### Aim of the task
From the listing, collect all lines containing the word "filename".

---------- Stored data

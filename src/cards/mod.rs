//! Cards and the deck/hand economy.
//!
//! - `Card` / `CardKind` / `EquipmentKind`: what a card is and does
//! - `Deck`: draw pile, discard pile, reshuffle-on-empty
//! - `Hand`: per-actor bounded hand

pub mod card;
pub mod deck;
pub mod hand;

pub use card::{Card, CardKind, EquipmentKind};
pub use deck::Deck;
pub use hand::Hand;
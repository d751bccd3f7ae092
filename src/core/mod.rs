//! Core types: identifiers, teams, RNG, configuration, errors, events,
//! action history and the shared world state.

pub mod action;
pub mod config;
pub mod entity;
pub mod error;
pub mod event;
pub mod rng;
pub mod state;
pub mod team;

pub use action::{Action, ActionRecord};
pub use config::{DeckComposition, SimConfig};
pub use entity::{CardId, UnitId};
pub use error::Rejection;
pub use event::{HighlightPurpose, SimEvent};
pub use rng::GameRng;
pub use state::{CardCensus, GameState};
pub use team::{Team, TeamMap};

--------------------

### Expected output
filename src/cards/mod.rs
filename src/core/mod.rs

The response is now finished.